AC3 There is no \(\vec{A’} \subset \vec{A}\) such that \(\vec{A’} = \vec{a’}\) satisfies AC1 and AC2.
This says, there’s no superfluous stuff in \(\vec{A}\). You taking a painkiller and waving a magic wand doesn’t cause your headache to disappear, under AC3, if the painkiller works without the wand.
Example 1: an (actual) actual cause
Let’s give it a go with an overdetermined scenario (lightly edited from Halpern) that Alice and Bob both lob bricks at a glasshouse and smash the glass. Define
\(\mathit{AliceThrow} = 1\)
\(\mathit{BobThrow} = 1\)
\(\mathit{GlassBreaks} = \mathit{max}(\mathit{AliceThrow},\mathit{BobThrow})\)
So, if either Alice or Bob (or both) hit the glasshouse, then the glass breaks. Strictly speaking, I should have setup one or more exogenous variables, \(\vec{u}\), that define the context and then defined \(\mathit{AliceThrow}\) and \(\mathit{BobThrow}\) in terms of \(\vec{u}\), but it works fine to skip that step as I have here since I’m holding \(\vec{u}\) constant anyway.
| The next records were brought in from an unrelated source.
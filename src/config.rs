//! # Configuration
//!
//! Branding, QR encoding and server settings, loaded with figment.
//!
//! Sources, later overriding earlier:
//! 1. Built-in defaults
//! 2. A TOML file (`hangar-docs.toml` unless another path is given)
//! 3. Environment variables prefixed with `HANGAR_DOCS_`, nested with `__`
//!    (e.g. `HANGAR_DOCS_SERVER__PUBLIC_BASE_URL`)
//!
//! ```toml
//! [branding]
//! company_name = "World Class Aviation"
//!
//! [qr]
//! encoder = "inline"
//! size_px = 120
//! ```

use std::path::{Path, PathBuf};

use figment::{
    Figment,
    providers::{Env, Format, Serialized, Toml},
};
use serde::{Deserialize, Serialize};

use crate::error::{DocsError, Result};
use crate::qr::{DEFAULT_QR_ENDPOINT, DEFAULT_QR_SIZE, InlineSvgEncoder, QrEncoder, QrServerEncoder};

/// Config file read when no path is given.
pub const DEFAULT_CONFIG_FILE: &str = "hangar-docs.toml";

/// Environment variable prefix.
const ENV_PREFIX: &str = "HANGAR_DOCS_";

/// Application configuration.
#[derive(Debug, Clone, Default, PartialEq, Serialize, Deserialize)]
#[serde(default)]
pub struct Config {
    pub branding: Branding,
    pub qr: QrConfig,
    pub server: ServerSettings,
}

/// Company identity printed on every document.
#[derive(Debug, Clone, PartialEq, Serialize, Deserialize)]
#[serde(default)]
pub struct Branding {
    pub company_name: String,
    pub document_title: String,
    /// Accent color of header rules (`#rrggbb`).
    pub primary_color: String,
    pub footer_text: String,
}

impl Default for Branding {
    fn default() -> Self {
        Self {
            company_name: "World Class Aviation".to_string(),
            document_title: "AVIATION TECHNICAL RECORD / REGISTRO TÉCNICO AERONÁUTICO".to_string(),
            primary_color: "#b8860b".to_string(),
            footer_text: "Privileged Technical Record | World Class Aviation Logistics Terminal | FAA/EASA Compliance Support".to_string(),
        }
    }
}

/// Which QR encoding service documents use.
#[derive(Debug, Clone, Copy, PartialEq, Eq, Default, Serialize, Deserialize)]
#[serde(rename_all = "lowercase")]
pub enum QrEncoderKind {
    /// External HTTP image API.
    #[default]
    Remote,
    /// Local SVG data URI.
    Inline,
}

#[derive(Debug, Clone, PartialEq, Serialize, Deserialize)]
#[serde(default)]
pub struct QrConfig {
    pub encoder: QrEncoderKind,
    /// Image API base URL for the remote encoder.
    pub endpoint: String,
    pub size_px: u32,
}

impl Default for QrConfig {
    fn default() -> Self {
        Self {
            encoder: QrEncoderKind::Remote,
            endpoint: DEFAULT_QR_ENDPOINT.to_string(),
            size_px: DEFAULT_QR_SIZE,
        }
    }
}

impl QrConfig {
    /// Build the configured encoder.
    pub fn build(&self) -> Box<dyn QrEncoder> {
        match self.encoder {
            QrEncoderKind::Remote => {
                Box::new(QrServerEncoder::new(self.endpoint.clone()).size(self.size_px))
            }
            QrEncoderKind::Inline => Box::new(InlineSvgEncoder::new(self.size_px)),
        }
    }
}

/// HTTP preview server settings.
#[derive(Debug, Clone, PartialEq, Serialize, Deserialize)]
#[serde(default)]
pub struct ServerSettings {
    pub listen_addr: String,
    /// Base URL of the deployed web app, used for QR deep links when a
    /// request does not carry one.
    pub public_base_url: Option<String>,
}

impl Default for ServerSettings {
    fn default() -> Self {
        Self {
            listen_addr: "0.0.0.0:8080".to_string(),
            public_base_url: None,
        }
    }
}

impl Config {
    /// Load from `hangar-docs.toml` in the working directory and the
    /// environment.
    pub fn load() -> Result<Self> {
        Self::load_from(None)
    }

    /// Load with an optional explicit config file.
    ///
    /// A missing default file is fine; a missing explicit file is an error.
    pub fn load_from(path: Option<&Path>) -> Result<Self> {
        let file = match path {
            Some(path) => {
                if !path.exists() {
                    return Err(DocsError::Config(format!(
                        "config file not found: {}",
                        path.display()
                    )));
                }
                path.to_path_buf()
            }
            None => PathBuf::from(DEFAULT_CONFIG_FILE),
        };

        let figment = Figment::new()
            .merge(Serialized::defaults(Config::default()))
            .merge(Toml::file(&file))
            .merge(Env::prefixed(ENV_PREFIX).split("__"));

        let config: Config = figment
            .extract()
            .map_err(|e| DocsError::Config(e.to_string()))?;
        config.validate()?;
        tracing::debug!(file = %file.display(), "configuration loaded");
        Ok(config)
    }

    /// Reject values that would produce broken documents.
    pub fn validate(&self) -> Result<()> {
        let color = &self.branding.primary_color;
        let is_hex = color.len() == 7
            && color.starts_with('#')
            && color[1..].chars().all(|c| c.is_ascii_hexdigit());
        if !is_hex {
            return Err(DocsError::Config(format!(
                "branding.primary_color must be #rrggbb, got '{}'",
                color
            )));
        }
        if self.qr.size_px < 32 {
            return Err(DocsError::Config(format!(
                "qr.size_px must be at least 32, got {}",
                self.qr.size_px
            )));
        }
        if let Some(base) = &self.server.public_base_url {
            crate::qr::normalize_base_url(base)?;
        }
        Ok(())
    }
}

#[cfg(test)]
mod tests {
    use super::*;
    use figment::Jail;

    #[test]
    fn test_defaults() {
        let config = Config::default();
        assert_eq!(config.branding.company_name, "World Class Aviation");
        assert_eq!(config.qr.encoder, QrEncoderKind::Remote);
        assert_eq!(config.qr.size_px, 150);
        assert_eq!(config.server.listen_addr, "0.0.0.0:8080");
        assert!(config.validate().is_ok());
    }

    #[test]
    fn test_load_toml_and_env() {
        Jail::expect_with(|jail| {
            jail.create_file(
                "hangar-docs.toml",
                r##"
                [branding]
                company_name = "Test Aero"
                primary_color = "#123abc"

                [qr]
                encoder = "inline"
                "##,
            )?;
            jail.set_env("HANGAR_DOCS_SERVER__PUBLIC_BASE_URL", "https://hangar.example");

            let config = Config::load().map_err(|e| e.to_string())?;
            assert_eq!(config.branding.company_name, "Test Aero");
            assert_eq!(config.branding.primary_color, "#123abc");
            assert_eq!(config.qr.encoder, QrEncoderKind::Inline);
            assert_eq!(
                config.server.public_base_url.as_deref(),
                Some("https://hangar.example")
            );
            // Untouched sections keep their defaults
            assert_eq!(config.branding.document_title, Branding::default().document_title);
            Ok(())
        });
    }

    #[test]
    fn test_missing_explicit_file() {
        let err = Config::load_from(Some(Path::new("/nonexistent/hangar.toml"))).unwrap_err();
        assert!(matches!(err, DocsError::Config(_)));
    }

    #[test]
    fn test_validate_rejects_bad_color() {
        let mut config = Config::default();
        config.branding.primary_color = "gold".into();
        assert!(config.validate().is_err());
    }

    #[test]
    fn test_validate_rejects_bad_base_url() {
        let mut config = Config::default();
        config.server.public_base_url = Some("hangar.example".into());
        assert!(matches!(config.validate(), Err(DocsError::InvalidBaseUrl(_))));
    }

    #[test]
    fn test_qr_config_builds_encoder() {
        let inline = QrConfig {
            encoder: QrEncoderKind::Inline,
            ..Default::default()
        };
        assert!(inline.build().image_ref("x").unwrap().starts_with("data:image/svg+xml,"));
        let remote = QrConfig::default();
        assert!(remote.build().image_ref("x").unwrap().starts_with(DEFAULT_QR_ENDPOINT));
    }
}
Is \(\mathit{AliceThrow} = 1\) an actual cause of \(\mathit{GlassBreaks} = 1\)?
AC1 holds since \((M,\vec{u}) \models \mathit{AliceThrow} = 1 \land \mathit{GlassBreaks} = 1\). The first conjunct comes directly from one of the model equations and none of the functions change it. Spelling out the second conjunct,
\(\mathit{GlassBreaks} = \mathit{max}(\mathit{AliceThrow},\mathit{BobThrow})\)
\(= \mathit{max}(1, 1)\)
\(= 1\)
For AC2, we need to find a partition of the endogenous variables such that AC2(a) and AC2(b) hold. Try \(\vec{Z} = \{ \mathit{AliceThrow}, \mathit{GlassBreaks} \}\) and \(\vec{W}= \{ \mathit{BobThrow} \}\).
AC2(a) holds since \((M,\vec{u}) \models [ \mathit{AliceThrow} \leftarrow 0, \mathit{BobThrow} \leftarrow 0] \mathit{GlassBreaks} = 0\).
For AC2(b), we begin with \(\vec{Z} = \{ \mathit{AliceThrow}, \mathit{GlassBreaks} \}\) and the settings as per the unchanged model, so
\((M,\vec{u}) \models \mathit{AliceThrow} = 1 \land \mathit{GlassBreaks} = 1\).
We need to check that for all \(\vec{W’} \subseteq \vec{W}\) and \(\vec{Z’} \subseteq \vec{Z}-\vec{X}\),
\((M,\vec{u}) \models [ \vec{X} \leftarrow \vec{x}, \vec{W’} \leftarrow \vec{w’}, \vec{Z’} \leftarrow \vec{z^{\star}}] \varphi\).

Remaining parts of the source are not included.